§ TRY IT: For the material that follows, list every line containing the word "hosts".

§ DATA FOR PROCESSING:
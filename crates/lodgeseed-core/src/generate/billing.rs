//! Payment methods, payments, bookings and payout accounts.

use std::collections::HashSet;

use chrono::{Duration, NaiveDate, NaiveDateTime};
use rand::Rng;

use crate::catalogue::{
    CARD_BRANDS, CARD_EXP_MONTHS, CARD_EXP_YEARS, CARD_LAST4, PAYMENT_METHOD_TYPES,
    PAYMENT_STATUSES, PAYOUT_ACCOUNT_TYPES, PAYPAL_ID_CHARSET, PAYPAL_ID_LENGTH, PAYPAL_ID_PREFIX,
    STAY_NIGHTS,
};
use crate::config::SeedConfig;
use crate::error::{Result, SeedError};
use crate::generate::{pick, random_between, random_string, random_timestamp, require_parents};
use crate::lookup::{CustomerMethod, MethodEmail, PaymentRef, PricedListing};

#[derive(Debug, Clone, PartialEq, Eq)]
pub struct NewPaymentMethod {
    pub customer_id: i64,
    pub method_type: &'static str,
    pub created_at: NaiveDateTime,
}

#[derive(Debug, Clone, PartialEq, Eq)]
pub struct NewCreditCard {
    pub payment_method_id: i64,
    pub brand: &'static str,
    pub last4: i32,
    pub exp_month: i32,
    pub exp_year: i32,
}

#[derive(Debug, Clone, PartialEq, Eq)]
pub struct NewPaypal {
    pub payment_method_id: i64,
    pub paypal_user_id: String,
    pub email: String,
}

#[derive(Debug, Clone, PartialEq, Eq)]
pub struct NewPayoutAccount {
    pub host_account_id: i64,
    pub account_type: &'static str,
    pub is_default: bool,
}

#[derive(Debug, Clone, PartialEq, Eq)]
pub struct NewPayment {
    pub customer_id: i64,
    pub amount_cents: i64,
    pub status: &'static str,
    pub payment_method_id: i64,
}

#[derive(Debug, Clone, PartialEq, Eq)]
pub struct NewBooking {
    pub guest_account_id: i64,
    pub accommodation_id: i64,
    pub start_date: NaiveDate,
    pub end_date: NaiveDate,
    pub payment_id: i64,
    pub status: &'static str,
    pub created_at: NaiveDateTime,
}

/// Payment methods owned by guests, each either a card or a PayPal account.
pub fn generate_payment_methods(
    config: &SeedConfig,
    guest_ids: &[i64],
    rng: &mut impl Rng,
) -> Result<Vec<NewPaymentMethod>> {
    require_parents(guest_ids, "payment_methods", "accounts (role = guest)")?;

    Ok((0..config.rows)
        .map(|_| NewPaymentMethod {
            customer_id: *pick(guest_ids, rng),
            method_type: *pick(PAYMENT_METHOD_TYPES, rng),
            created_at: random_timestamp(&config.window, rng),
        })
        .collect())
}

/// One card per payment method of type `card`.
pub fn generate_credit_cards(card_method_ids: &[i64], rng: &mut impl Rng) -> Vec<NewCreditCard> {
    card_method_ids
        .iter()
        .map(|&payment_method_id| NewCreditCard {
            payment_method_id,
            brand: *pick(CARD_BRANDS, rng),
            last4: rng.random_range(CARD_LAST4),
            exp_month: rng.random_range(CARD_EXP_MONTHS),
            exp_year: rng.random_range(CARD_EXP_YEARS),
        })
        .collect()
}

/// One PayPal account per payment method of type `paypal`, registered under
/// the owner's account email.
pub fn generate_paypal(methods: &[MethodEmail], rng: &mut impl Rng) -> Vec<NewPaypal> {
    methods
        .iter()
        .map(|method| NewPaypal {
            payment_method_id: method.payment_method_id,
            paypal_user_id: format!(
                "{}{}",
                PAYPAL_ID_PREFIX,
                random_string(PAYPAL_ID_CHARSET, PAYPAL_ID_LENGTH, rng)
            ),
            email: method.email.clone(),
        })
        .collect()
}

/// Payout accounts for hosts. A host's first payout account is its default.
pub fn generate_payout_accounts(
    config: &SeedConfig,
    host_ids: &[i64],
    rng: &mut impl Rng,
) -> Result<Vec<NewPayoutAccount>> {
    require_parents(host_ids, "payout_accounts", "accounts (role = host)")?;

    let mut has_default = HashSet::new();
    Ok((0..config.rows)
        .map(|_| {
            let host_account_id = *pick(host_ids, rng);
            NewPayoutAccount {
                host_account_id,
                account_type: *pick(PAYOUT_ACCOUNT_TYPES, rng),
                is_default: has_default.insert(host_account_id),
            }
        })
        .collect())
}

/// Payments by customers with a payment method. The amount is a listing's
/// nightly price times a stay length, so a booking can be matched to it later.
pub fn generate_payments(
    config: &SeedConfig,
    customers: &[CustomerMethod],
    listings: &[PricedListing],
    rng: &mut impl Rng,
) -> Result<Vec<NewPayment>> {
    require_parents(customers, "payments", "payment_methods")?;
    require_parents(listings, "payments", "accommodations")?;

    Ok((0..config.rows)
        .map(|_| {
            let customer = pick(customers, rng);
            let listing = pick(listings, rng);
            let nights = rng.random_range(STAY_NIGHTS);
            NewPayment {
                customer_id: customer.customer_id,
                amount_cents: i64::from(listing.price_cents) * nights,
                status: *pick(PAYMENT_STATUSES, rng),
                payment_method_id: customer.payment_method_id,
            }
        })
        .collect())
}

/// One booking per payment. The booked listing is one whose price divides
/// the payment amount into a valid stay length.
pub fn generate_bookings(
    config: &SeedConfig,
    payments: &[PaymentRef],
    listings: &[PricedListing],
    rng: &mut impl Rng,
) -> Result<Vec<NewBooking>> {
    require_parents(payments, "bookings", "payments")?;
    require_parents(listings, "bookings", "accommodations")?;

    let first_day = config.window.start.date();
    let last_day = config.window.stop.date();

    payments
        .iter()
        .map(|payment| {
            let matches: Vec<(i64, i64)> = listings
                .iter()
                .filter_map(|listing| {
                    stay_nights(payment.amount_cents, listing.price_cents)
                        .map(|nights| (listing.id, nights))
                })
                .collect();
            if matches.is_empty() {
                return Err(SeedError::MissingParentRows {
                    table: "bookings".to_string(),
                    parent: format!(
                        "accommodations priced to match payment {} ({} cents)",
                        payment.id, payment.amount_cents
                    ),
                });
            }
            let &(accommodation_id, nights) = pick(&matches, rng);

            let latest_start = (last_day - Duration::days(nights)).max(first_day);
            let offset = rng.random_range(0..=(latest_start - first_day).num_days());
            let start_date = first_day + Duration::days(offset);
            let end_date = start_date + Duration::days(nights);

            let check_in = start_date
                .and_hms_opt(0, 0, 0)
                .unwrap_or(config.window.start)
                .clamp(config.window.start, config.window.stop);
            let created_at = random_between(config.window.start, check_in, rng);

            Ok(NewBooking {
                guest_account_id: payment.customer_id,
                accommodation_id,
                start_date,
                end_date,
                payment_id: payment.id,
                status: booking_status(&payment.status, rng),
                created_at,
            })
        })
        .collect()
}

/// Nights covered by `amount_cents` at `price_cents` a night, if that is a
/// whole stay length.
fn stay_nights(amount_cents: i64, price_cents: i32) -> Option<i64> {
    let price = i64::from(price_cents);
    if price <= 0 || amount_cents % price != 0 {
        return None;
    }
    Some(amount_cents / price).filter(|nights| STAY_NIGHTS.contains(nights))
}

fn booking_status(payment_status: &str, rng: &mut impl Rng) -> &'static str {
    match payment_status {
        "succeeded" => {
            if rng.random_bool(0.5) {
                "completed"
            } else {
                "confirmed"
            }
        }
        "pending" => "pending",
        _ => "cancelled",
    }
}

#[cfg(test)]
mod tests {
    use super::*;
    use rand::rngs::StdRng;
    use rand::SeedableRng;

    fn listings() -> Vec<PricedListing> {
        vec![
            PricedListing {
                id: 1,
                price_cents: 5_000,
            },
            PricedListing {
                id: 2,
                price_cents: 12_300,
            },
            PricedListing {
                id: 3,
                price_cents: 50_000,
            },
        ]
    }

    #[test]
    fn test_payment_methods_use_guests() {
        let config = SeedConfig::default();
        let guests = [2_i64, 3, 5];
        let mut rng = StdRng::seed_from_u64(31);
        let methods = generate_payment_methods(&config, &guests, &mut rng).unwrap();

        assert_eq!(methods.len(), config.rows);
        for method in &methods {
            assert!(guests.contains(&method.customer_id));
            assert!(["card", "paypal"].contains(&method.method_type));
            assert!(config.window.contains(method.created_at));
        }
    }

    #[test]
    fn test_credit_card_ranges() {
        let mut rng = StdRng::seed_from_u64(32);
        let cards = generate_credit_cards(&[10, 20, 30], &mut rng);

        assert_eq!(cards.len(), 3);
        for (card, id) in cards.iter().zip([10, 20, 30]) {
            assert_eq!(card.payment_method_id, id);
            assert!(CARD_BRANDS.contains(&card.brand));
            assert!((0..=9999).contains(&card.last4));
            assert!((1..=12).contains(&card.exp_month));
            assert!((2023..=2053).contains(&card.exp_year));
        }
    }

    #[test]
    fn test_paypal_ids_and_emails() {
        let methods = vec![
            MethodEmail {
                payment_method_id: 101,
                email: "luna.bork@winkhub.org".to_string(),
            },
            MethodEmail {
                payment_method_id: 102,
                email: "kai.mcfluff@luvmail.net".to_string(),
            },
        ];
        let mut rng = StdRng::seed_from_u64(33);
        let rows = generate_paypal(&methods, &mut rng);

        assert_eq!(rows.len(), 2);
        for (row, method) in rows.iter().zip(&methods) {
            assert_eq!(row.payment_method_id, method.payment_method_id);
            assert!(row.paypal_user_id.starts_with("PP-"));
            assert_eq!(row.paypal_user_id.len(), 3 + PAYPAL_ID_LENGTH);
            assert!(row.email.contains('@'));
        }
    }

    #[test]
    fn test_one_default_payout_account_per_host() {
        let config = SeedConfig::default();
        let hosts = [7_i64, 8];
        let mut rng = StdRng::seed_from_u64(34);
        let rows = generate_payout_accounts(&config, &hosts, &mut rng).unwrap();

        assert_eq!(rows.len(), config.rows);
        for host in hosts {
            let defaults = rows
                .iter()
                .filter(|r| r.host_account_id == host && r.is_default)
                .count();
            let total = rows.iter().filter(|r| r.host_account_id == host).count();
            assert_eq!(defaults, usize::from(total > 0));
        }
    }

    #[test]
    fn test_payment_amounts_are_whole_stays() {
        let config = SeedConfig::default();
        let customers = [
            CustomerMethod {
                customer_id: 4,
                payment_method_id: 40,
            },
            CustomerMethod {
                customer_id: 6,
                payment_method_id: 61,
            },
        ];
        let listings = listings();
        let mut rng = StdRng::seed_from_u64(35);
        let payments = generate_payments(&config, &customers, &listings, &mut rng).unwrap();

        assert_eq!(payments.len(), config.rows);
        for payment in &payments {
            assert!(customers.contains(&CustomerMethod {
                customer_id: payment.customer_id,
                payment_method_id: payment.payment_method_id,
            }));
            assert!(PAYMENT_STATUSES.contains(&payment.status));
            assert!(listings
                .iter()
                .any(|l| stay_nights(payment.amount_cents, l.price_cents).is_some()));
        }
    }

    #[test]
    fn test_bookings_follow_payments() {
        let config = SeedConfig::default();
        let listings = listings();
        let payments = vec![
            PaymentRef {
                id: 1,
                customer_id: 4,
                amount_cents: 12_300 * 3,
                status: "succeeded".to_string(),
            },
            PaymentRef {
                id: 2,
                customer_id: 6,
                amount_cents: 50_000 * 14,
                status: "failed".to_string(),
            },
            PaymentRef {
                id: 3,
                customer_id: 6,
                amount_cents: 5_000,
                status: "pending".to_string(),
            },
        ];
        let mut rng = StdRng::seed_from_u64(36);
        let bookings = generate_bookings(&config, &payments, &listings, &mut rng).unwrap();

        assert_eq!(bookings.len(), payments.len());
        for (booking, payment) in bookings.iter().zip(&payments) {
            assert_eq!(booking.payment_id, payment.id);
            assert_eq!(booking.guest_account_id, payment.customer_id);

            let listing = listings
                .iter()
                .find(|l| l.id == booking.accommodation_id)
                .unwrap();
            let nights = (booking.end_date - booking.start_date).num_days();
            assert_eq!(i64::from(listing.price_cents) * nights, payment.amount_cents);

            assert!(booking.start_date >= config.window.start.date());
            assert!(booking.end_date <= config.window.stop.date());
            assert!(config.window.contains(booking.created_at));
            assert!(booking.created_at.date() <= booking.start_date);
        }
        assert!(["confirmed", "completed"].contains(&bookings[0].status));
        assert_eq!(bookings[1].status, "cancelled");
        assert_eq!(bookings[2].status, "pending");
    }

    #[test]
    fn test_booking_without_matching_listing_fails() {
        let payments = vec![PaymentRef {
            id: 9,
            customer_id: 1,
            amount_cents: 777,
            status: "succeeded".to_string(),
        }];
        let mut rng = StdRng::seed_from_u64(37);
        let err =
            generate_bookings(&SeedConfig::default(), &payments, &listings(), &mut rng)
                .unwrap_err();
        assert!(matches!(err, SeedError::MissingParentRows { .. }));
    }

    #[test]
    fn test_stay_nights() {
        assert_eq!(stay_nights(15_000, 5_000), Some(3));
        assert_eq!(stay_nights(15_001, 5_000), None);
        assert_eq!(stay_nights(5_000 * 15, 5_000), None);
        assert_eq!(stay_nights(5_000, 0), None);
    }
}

§ RESPONSE BELOW:
/// Payout accounts for hosts. A host's first payout account is its default.
        let hosts = [7_i64, 8];
        let rows = generate_payout_accounts(&config, &hosts, &mut rng).unwrap();
        for host in hosts {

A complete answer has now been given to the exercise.